── Materials provided

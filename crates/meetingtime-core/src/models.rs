use chrono::{DateTime, NaiveDateTime, Utc};
use chrono_tz::Tz;
use serde::{Deserialize, Serialize};
use std::fmt;
use std::str::FromStr;

use crate::error::CoreError;
use crate::timezone::to_local;

/// The closed set of recurrence patterns a [`Schedule`] can follow.
#[derive(Debug, Clone, Copy, PartialEq, Eq, Hash, Serialize, Deserialize)]
#[serde(rename_all = "kebab-case")]
pub enum ScheduleKind {
    /// Every `frequency` days
    Daily,
    /// Every `frequency` weeks
    Weekly,
    /// Every `frequency` months, on the anchor's day of the month
    Monthly,
    /// Every month, on the anchor's ordinal weekday (e.g. the 2nd Wednesday)
    MonthlyByWeekday,
    /// Every `frequency` years
    Yearly,
}

impl ScheduleKind {
    pub const ALL: [ScheduleKind; 5] = [
        ScheduleKind::Daily,
        ScheduleKind::Weekly,
        ScheduleKind::Monthly,
        ScheduleKind::MonthlyByWeekday,
        ScheduleKind::Yearly,
    ];

    /// Raw numeric tag, the inverse of `ScheduleKind::try_from(u8)`.
    pub fn tag(self) -> u8 {
        match self {
            ScheduleKind::Daily => 0,
            ScheduleKind::Weekly => 1,
            ScheduleKind::Monthly => 2,
            ScheduleKind::MonthlyByWeekday => 3,
            ScheduleKind::Yearly => 4,
        }
    }
}

impl fmt::Display for ScheduleKind {
    fn fmt(&self, f: &mut fmt::Formatter<'_>) -> fmt::Result {
        match self {
            ScheduleKind::Daily => write!(f, "daily"),
            ScheduleKind::Weekly => write!(f, "weekly"),
            ScheduleKind::Monthly => write!(f, "monthly"),
            ScheduleKind::MonthlyByWeekday => write!(f, "monthly-by-weekday"),
            ScheduleKind::Yearly => write!(f, "yearly"),
        }
    }
}

impl FromStr for ScheduleKind {
    type Err = CoreError;

    fn from_str(s: &str) -> Result<Self, Self::Err> {
        let normalized: String = s
            .trim()
            .chars()
            .filter(|c| !matches!(c, '-' | '_' | ' '))
            .collect::<String>()
            .to_lowercase();
        match normalized.as_str() {
            "daily" => Ok(ScheduleKind::Daily),
            "weekly" => Ok(ScheduleKind::Weekly),
            "monthly" => Ok(ScheduleKind::Monthly),
            "monthlybyweekday" => Ok(ScheduleKind::MonthlyByWeekday),
            "yearly" | "annually" => Ok(ScheduleKind::Yearly),
            _ => Err(CoreError::UnknownScheduleType(s.to_string())),
        }
    }
}

impl TryFrom<u8> for ScheduleKind {
    type Error = CoreError;

    fn try_from(tag: u8) -> Result<Self, Self::Error> {
        ScheduleKind::ALL
            .into_iter()
            .find(|kind| kind.tag() == tag)
            .ok_or(CoreError::UnsupportedVariant(tag))
    }
}

// ============================================================================
// Schedule
// ============================================================================

/// A regular schedule for a meeting: one recurrence pattern anchored on its
/// first occurrence.
///
/// Schedules are immutable values. Calendar arithmetic happens on the wall
/// clock of `timezone` (UTC unless set with [`Schedule::in_timezone`]), so a
/// daily 9am meeting stays at 9am across daylight saving changes.
#[derive(Debug, Clone, PartialEq, Eq, Serialize, Deserialize)]
#[serde(try_from = "RawSchedule")]
pub struct Schedule {
    kind: ScheduleKind,
    first: DateTime<Utc>,
    frequency: u32,
    timezone: Tz,
}

impl Schedule {
    /// Creates a schedule of any kind.
    ///
    /// # Behavior
    /// - `frequency` must be at least 1
    /// - `MonthlyByWeekday` only supports a frequency of 1
    pub fn new(kind: ScheduleKind, first: DateTime<Utc>, frequency: u32) -> Result<Self, CoreError> {
        if frequency == 0 {
            return Err(CoreError::InvalidInput(
                "Schedule frequency must be at least 1".to_string(),
            ));
        }
        if kind == ScheduleKind::MonthlyByWeekday && frequency != 1 {
            return Err(CoreError::InvalidInput(format!(
                "Monthly-by-weekday schedules recur every month; frequency {} is not supported",
                frequency
            )));
        }

        Ok(Self {
            kind,
            first,
            frequency,
            timezone: Tz::UTC,
        })
    }

    /// A meeting every `frequency` days starting at `first`
    pub fn daily(first: DateTime<Utc>, frequency: u32) -> Result<Self, CoreError> {
        Self::new(ScheduleKind::Daily, first, frequency)
    }

    /// A meeting every `frequency` weeks starting at `first`
    pub fn weekly(first: DateTime<Utc>, frequency: u32) -> Result<Self, CoreError> {
        Self::new(ScheduleKind::Weekly, first, frequency)
    }

    /// A meeting every `frequency` months on the same day of the month as `first`
    pub fn monthly(first: DateTime<Utc>, frequency: u32) -> Result<Self, CoreError> {
        Self::new(ScheduleKind::Monthly, first, frequency)
    }

    /// A meeting every month on the same ordinal weekday as `first`
    /// (e.g. the 2nd Wednesday).
    pub fn monthly_by_weekday(first: DateTime<Utc>) -> Self {
        Self {
            kind: ScheduleKind::MonthlyByWeekday,
            first,
            frequency: 1,
            timezone: Tz::UTC,
        }
    }

    /// A meeting every `frequency` years starting at `first`
    pub fn yearly(first: DateTime<Utc>, frequency: u32) -> Result<Self, CoreError> {
        Self::new(ScheduleKind::Yearly, first, frequency)
    }

    /// Returns the same schedule with its calendar arithmetic done in `timezone`.
    pub fn in_timezone(mut self, timezone: Tz) -> Self {
        self.timezone = timezone;
        self
    }

    pub fn kind(&self) -> ScheduleKind {
        self.kind
    }

    /// The anchor occurrence all others are computed from
    pub fn first(&self) -> DateTime<Utc> {
        self.first
    }

    pub fn frequency(&self) -> u32 {
        self.frequency
    }

    pub fn timezone(&self) -> Tz {
        self.timezone
    }

    /// Wall-clock time of the first occurrence in the schedule's timezone
    pub fn first_local(&self) -> NaiveDateTime {
        to_local(self.first, &self.timezone)
    }
}

#[derive(Deserialize)]
struct RawSchedule {
    kind: ScheduleKind,
    first: DateTime<Utc>,
    #[serde(default = "default_frequency")]
    frequency: u32,
    #[serde(default)]
    timezone: Option<Tz>,
}

fn default_frequency() -> u32 {
    1
}

impl TryFrom<RawSchedule> for Schedule {
    type Error = CoreError;

    fn try_from(raw: RawSchedule) -> Result<Self, Self::Error> {
        let schedule = Schedule::new(raw.kind, raw.first, raw.frequency)?;
        Ok(schedule.in_timezone(raw.timezone.unwrap_or(Tz::UTC)))
    }
}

────

Work out how many lines of the data above contain the string "days" and give the number alone.

2